* _Exercise requirements_
Could you copy every line of the data that contains "struct"?

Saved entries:
*** Block opens ***
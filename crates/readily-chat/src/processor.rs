use async_trait::async_trait;
use readily_core::ReadilyResult;
use readily_session::SessionContext;

/// Anything that can answer chat messages against a session context.
///
/// The gateway holds the session lock while `process` runs, so an
/// implementation sees a consistent context for the whole message.
#[async_trait]
pub trait MessageProcessor: Send + Sync {
    /// Text sent to a client when its session is created, and as the reply
    /// to `help` or anything unrecognized.
    fn welcome_message(&self) -> &str;

    /// Answers one message. User input errors are returned as `Err` values
    /// for which [`ReadilyError::is_user_error`](readily_core::ReadilyError::is_user_error)
    /// holds; the context is left untouched in that case.
    async fn process(&self, context: &mut SessionContext, message: &str) -> ReadilyResult<String>;
}
//! `readily.toml` loading.

use anyhow::{bail, Context};
use readily_catalog::CatalogConfig;
use readily_session::EvictionPolicy;
use serde::Deserialize;
use std::path::Path;
use std::time::Duration;

#[derive(Debug, Deserialize, Default)]
pub struct ReadilyConfig {
    /// Replaces the built-in welcome/help text.
    #[serde(default)]
    pub welcome_message: Option<String>,
    #[serde(default)]
    pub server: ServerConfig,
    #[serde(default)]
    pub catalog: CatalogConfig,
    #[serde(default)]
    pub sessions: SessionsConfig,
}

#[derive(Debug, Deserialize)]
pub struct ServerConfig {
    #[serde(default = "default_host")]
    pub host: String,
    #[serde(default = "default_port")]
    pub port: u16,
}

impl Default for ServerConfig {
    fn default() -> Self {
        Self {
            host: default_host(),
            port: default_port(),
        }
    }
}

#[derive(Debug, Deserialize)]
pub struct SessionsConfig {
    #[serde(default)]
    pub max_idle_secs: Option<u64>,
    #[serde(default)]
    pub max_sessions: Option<usize>,
    #[serde(default = "default_sweep_interval_secs")]
    pub sweep_interval_secs: u64,
}

impl Default for SessionsConfig {
    fn default() -> Self {
        Self {
            max_idle_secs: None,
            max_sessions: None,
            sweep_interval_secs: default_sweep_interval_secs(),
        }
    }
}

impl SessionsConfig {
    pub fn to_policy(&self) -> EvictionPolicy {
        EvictionPolicy {
            max_idle: self.max_idle_secs.map(Duration::from_secs),
            max_sessions: self.max_sessions,
        }
    }

    pub fn sweep_interval(&self) -> Duration {
        Duration::from_secs(self.sweep_interval_secs)
    }
}

fn default_host() -> String {
    "0.0.0.0".to_string()
}
fn default_port() -> u16 {
    3000
}
fn default_sweep_interval_secs() -> u64 {
    60
}

impl ReadilyConfig {
    /// Reads and validates `path`. A missing file is only tolerated when
    /// `required` is false, in which case the defaults are returned.
    pub fn load(path: &Path, required: bool) -> anyhow::Result<Self> {
        let config = match std::fs::read_to_string(path) {
            Ok(raw) => toml::from_str(&raw)
                .with_context(|| format!("Invalid config file '{}'", path.display()))?,
            Err(e) if e.kind() == std::io::ErrorKind::NotFound && !required => {
                Self::default()
            }
            Err(e) => {
                return Err(e).with_context(|| {
                    format!("Failed to read config file '{}'", path.display())
                })
            }
        };
        config.validate()?;
        Ok(config)
    }

    /// Applies `PORT` and `GOODREADS_API_KEY` when set.
    pub fn apply_env(&mut self, var: impl Fn(&str) -> Option<String>) -> anyhow::Result<()> {
        if let Some(port) = var("PORT") {
            self.server.port = port
                .trim()
                .parse()
                .with_context(|| format!("PORT is not a valid port: '{port}'"))?;
        }
        if let Some(key) = var("GOODREADS_API_KEY") {
            self.catalog.api_key = key;
        }
        Ok(())
    }

    fn validate(&self) -> anyhow::Result<()> {
        if self.sessions.sweep_interval_secs == 0 {
            bail!("sessions.sweep_interval_secs must be greater than 0");
        }
        if self.sessions.max_sessions == Some(0) {
            bail!("sessions.max_sessions must be greater than 0");
        }
        Ok(())
    }
}
pub mod error;
pub mod handlers;
pub mod middleware;
pub mod server;

pub use error::ApiError;
pub use server::{AppState, GatewayServer};
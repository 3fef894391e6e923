use axum::{extract::Request, middleware::Next, response::Response};
use std::time::Instant;
use tracing::info;

/// Logs status, method, and path of every request once it has been handled.
pub async fn request_log_middleware(request: Request, next: Next) -> Response {
    let method = request.method().clone();
    let path = request.uri().path().to_string();
    let started = Instant::now();

    let response = next.run(request).await;

    info!(
        status = response.status().as_u16(),
        method = %method,
        path = %path,
        elapsed_ms = started.elapsed().as_millis() as u64,
        "Request handled"
    );
    response
}
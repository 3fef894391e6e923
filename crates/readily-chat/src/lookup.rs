//! Commands that go to the catalog.
//!
//! Catalog failures propagate unchanged and leave the context as it was.

use readily_catalog::CatalogClient;
use readily_core::{ReadilyResult, Review};
use readily_session::SessionContext;
use tracing::info;

/// Fetches a book and binds it, replacing any previous book.
pub async fn lookup_book(
    catalog: &dyn CatalogClient,
    context: &mut SessionContext,
    title: &str,
) -> ReadilyResult<String> {
    let book = catalog.lookup_book(title).await?;
    let book = context.store_book(book);
    info!(query = %title, title = %book.title, "Book bound to session");
    Ok(format!(
        "OK, I found the book {}. What do you want to know?",
        book.title
    ))
}

/// Fetches an author and binds it, replacing any previous author.
pub async fn lookup_author(
    catalog: &dyn CatalogClient,
    context: &mut SessionContext,
    name: &str,
) -> ReadilyResult<String> {
    let author = catalog.lookup_author(name).await?;
    let author = context.store_author(author);
    info!(query = %name, name = %author.name, "Author bound to session");
    Ok(format!(
        "OK, I found the author {}. What do you want to know?",
        author.name
    ))
}

/// Fetches the latest reviews and renders them with [`render_reviews`].
pub async fn recent_reviews(catalog: &dyn CatalogClient) -> ReadilyResult<String> {
    let reviews = catalog.recent_reviews().await?;
    Ok(render_reviews(&reviews))
}

/// Two lines per review, in catalog order. No reviews renders as "".
pub fn render_reviews(reviews: &[Review]) -> String {
    reviews
        .iter()
        .map(|review| format!("Book title: {}\nBody: {}\n", review.book_title, review.body))
        .collect()
}
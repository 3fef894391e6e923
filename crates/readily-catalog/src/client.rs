use async_trait::async_trait;
use readily_core::{AuthorRecord, BookRecord, ReadilyResult, Review};

/// Trait for catalog backends.
///
/// Implementations turn an entity name into a fully populated record. A
/// catalog that knows nothing about the name returns an empty or partial
/// record; `Err` is reserved for failures of the catalog itself (transport,
/// status, decoding), which the interpreter does not retry.
#[async_trait]
pub trait CatalogClient: Send + Sync {
    /// Looks up a book by title.
    async fn lookup_book(&self, title: &str) -> ReadilyResult<BookRecord>;

    /// Looks up an author by name.
    async fn lookup_author(&self, name: &str) -> ReadilyResult<AuthorRecord>;

    /// Returns the most recent community reviews, newest first.
    async fn recent_reviews(&self) -> ReadilyResult<Vec<Review>>;
}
*** Block closes ***
* _Exercise solution_
pub struct ReadilyConfig {
pub struct ServerConfig {
pub struct SessionsConfig {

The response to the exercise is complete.